Supplied data>
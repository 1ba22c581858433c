//! Session API endpoints. Login and registration are stubs without credentials.

use axum::{extract::State, Json};

use super::{error, success, ApiResult};
use crate::models::{LoginRequest, RegisterRequest, User};
use crate::AppState;

/// GET /api/session - Get the current user, `null` when logged out.
pub async fn get_session(State(state): State<AppState>) -> ApiResult<Option<User>> {
    let (user, revision_id) = state.forum.session().await;
    success(user, revision_id)
}

/// POST /api/session - Log in as an existing user.
pub async fn login(
    State(state): State<AppState>,
    Json(request): Json<LoginRequest>,
) -> ApiResult<User> {
    match state.forum.login(request.user_id).await {
        Ok((user, revision_id)) => success(user, revision_id),
        Err(e) => error(e, state.forum.revision().await),
    }
}

/// POST /api/session/register - Register a user and log them in.
pub async fn register(
    State(state): State<AppState>,
    Json(request): Json<RegisterRequest>,
) -> ApiResult<User> {
    match state.forum.register(&request.username).await {
        Ok((user, revision_id)) => success(user, revision_id),
        Err(e) => error(e, state.forum.revision().await),
    }
}

/// DELETE /api/session - Log out.
pub async fn logout(State(state): State<AppState>) -> ApiResult<()> {
    match state.forum.logout().await {
        Ok(revision_id) => success((), revision_id),
        Err(e) => error(e, state.forum.revision().await),
    }
}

Task details> Give the number of lines in the data that contain the string "RegisterRequest", and nothing else.

Your solution> 2